Weiss to play Weds. concert with Takes All Kinds

The first time David Weiss played with Bellingham band Takes All Kinds back in 2011, he was both opening act and headliner -- and he had no plans to be either just five days earlier.

“My neighbor came over one day, knocked on the door, said he played in a band and asked if I could fill in for their guitarist, who couldn’t make a show that Saturday night,” Weiss says. “He said he’d heard me playing on my back deck, and that I was pretty good.”

The show was at the now-defunct Fairhaven Pub and Martini Bar that weekend, and Weiss jumped at the chance.
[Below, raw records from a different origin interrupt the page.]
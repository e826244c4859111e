//! Deciding whether a definition is one we can expand.
//!
//! We only handle the single-case, single-repetition `item` macro:
//!
//! ```no_build
//! macro_rules! if_std {
//!     ($($i:item)*) => ($(
//!         #[cfg(feature = "use_std")]
//!         $i
//!     )*)
//! }
//! ```
//!
//! Everything else is rejected with the first reason we find. Rejection isn't an error anyone
//! sees; the invocation just stays unexpanded.

use super::ast::{FragSpec, Fragment, MacroDef, Pattern, Piece, Repetition, Seq, Template};
use graft_api::idents::Ident;
use proc_macro2 as pm2;

quick_error! {
    #[derive(Debug)]
    pub enum Unsupported {
        CaseCount(count: usize) {
            display("expected exactly one case, found {}", count)
        }
        PatternGroupCount(count: usize) {
            display("expected exactly one repetition in the pattern, found {}", count)
        }
        LooseFragment(name: Ident) {
            display("`${}` isn't inside the repetition", name)
        }
        NestedGroup {
            display("nested repetitions aren't supported")
        }
        GroupedRepetition {
            display("repetitions inside a delimited group aren't supported")
        }
        BindingCount(count: usize) {
            display("expected exactly one binding in the repetition, found {}", count)
        }
        FragmentKind(spec: FragSpec) {
            display("expected an `item` binding, found `{}`", spec)
        }
        TemplateGroupCount(count: usize) {
            display("expected exactly one repetition in the template, found {}", count)
        }
        EmptyTemplate {
            display("the template repetition is empty")
        }
    }
}

/// What we need to know about a supported definition.
#[derive(Debug)]
pub struct SupportedShape {
    /// The name of the single `item` binding.
    pub binding: Ident,
    /// Span of the template repetition's parentheses, in the definition's source.
    pub template: pm2::Span,
}

/// Check a parsed definition against the one shape we support.
pub fn validate(def: &MacroDef) -> Result<SupportedShape, Unsupported> {
    if def.cases.len() != 1 {
        return Err(Unsupported::CaseCount(def.cases.len()));
    }
    let case = &def.cases[0];

    let mut repetitions = vec![];
    let mut loose = vec![];
    pattern_repetitions(&case.pattern, &mut repetitions, &mut loose)?;
    if repetitions.len() != 1 {
        return Err(Unsupported::PatternGroupCount(repetitions.len()));
    }
    if let Some(name) = loose.into_iter().next() {
        return Err(Unsupported::LooseFragment(name.clone()));
    }

    let mut bindings = vec![];
    repetition_bindings(&repetitions[0].inner, &mut bindings)?;
    if bindings.len() != 1 {
        return Err(Unsupported::BindingCount(bindings.len()));
    }
    let binding = bindings[0];
    if binding.spec != FragSpec::Item {
        return Err(Unsupported::FragmentKind(binding.spec));
    }

    let templates = template_repetitions(&case.template)?;
    if templates.len() != 1 {
        return Err(Unsupported::TemplateGroupCount(templates.len()));
    }
    let template = templates[0];
    if template.inner.0.is_empty() {
        return Err(Unsupported::EmptyTemplate);
    }
    if contains_repetition(&template.inner) {
        return Err(Unsupported::NestedGroup);
    }

    Ok(SupportedShape {
        binding: binding.name.clone(),
        template: template.paren.span,
    })
}

/// Top-level repetitions in a pattern, plus any fragments found outside of a repetition.
/// Only the text inside the repetition survives expansion, so a repetition wrapped in a group
/// is rejected.
fn pattern_repetitions<'a>(
    seq: &'a Pattern,
    repetitions: &mut Vec<&'a Repetition<Fragment>>,
    loose: &mut Vec<&'a Ident>,
) -> Result<(), Unsupported> {
    for piece in &seq.0 {
        match piece {
            Piece::Repetition(rep) => repetitions.push(rep),
            Piece::Meta(fragment) => loose.push(&fragment.name),
            Piece::Group(inner) if contains_repetition(inner) => {
                return Err(Unsupported::GroupedRepetition)
            }
            Piece::Group(inner) => pattern_repetitions(inner, repetitions, loose)?,
            Piece::Token(_) => (),
        }
    }
    Ok(())
}

/// Fragments inside a repetition.
fn repetition_bindings<'a>(
    seq: &'a Pattern,
    bindings: &mut Vec<&'a Fragment>,
) -> Result<(), Unsupported> {
    for piece in &seq.0 {
        match piece {
            Piece::Repetition(_) => return Err(Unsupported::NestedGroup),
            Piece::Meta(fragment) => bindings.push(fragment),
            Piece::Group(inner) => repetition_bindings(inner, bindings)?,
            Piece::Token(_) => (),
        }
    }
    Ok(())
}

/// Top-level repetitions in a template. Tokens around them are dropped on expansion, so one
/// wrapped in a group (`mod m { $($i)* }`) would land its items in the wrong scope.
fn template_repetitions(seq: &Template) -> Result<Vec<&Repetition<Ident>>, Unsupported> {
    let mut repetitions = vec![];
    for piece in &seq.0 {
        match piece {
            Piece::Repetition(rep) => repetitions.push(rep),
            Piece::Group(inner) if contains_repetition(inner) => {
                return Err(Unsupported::GroupedRepetition)
            }
            Piece::Group(_) | Piece::Meta(_) | Piece::Token(_) => (),
        }
    }
    Ok(repetitions)
}

fn contains_repetition<M>(seq: &Seq<M>) -> bool {
    seq.0.iter().any(|piece| match piece {
        Piece::Repetition(_) => true,
        Piece::Group(inner) => contains_repetition(inner),
        _ => false,
    })
}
As it happened, the opening band had to cancel, so Weiss booked Evolution Trio, with whom he played at the time, to start the show.

“I don’t think I knew what I was getting into,” Weiss says from his second-floor office in the Humanities Building at Western Washington University. “When I walked into the club that night, it was completely packed.”

The show (both of them, actually) went well, everything clicked, and the band made Weiss its permanent guitarist shortly thereafter.

The group plays at noon Wednesday, July 17, in the third installment of Western’s Summer Noon Concert Series overlooking Bellingham Bay on the Performing Arts Center Plaza.

The series, sponsored by the WWU Associated Students, features a live act every Wednesday throughout the six-week summer session.

By day, at least this summer, the rattle and thrum of construction is the rhythm to which Weiss works. An information technology specialist with Western’s Human Resources, Weiss pecks away at his computer keyboard while brick-resurfacing work goes on outside his window.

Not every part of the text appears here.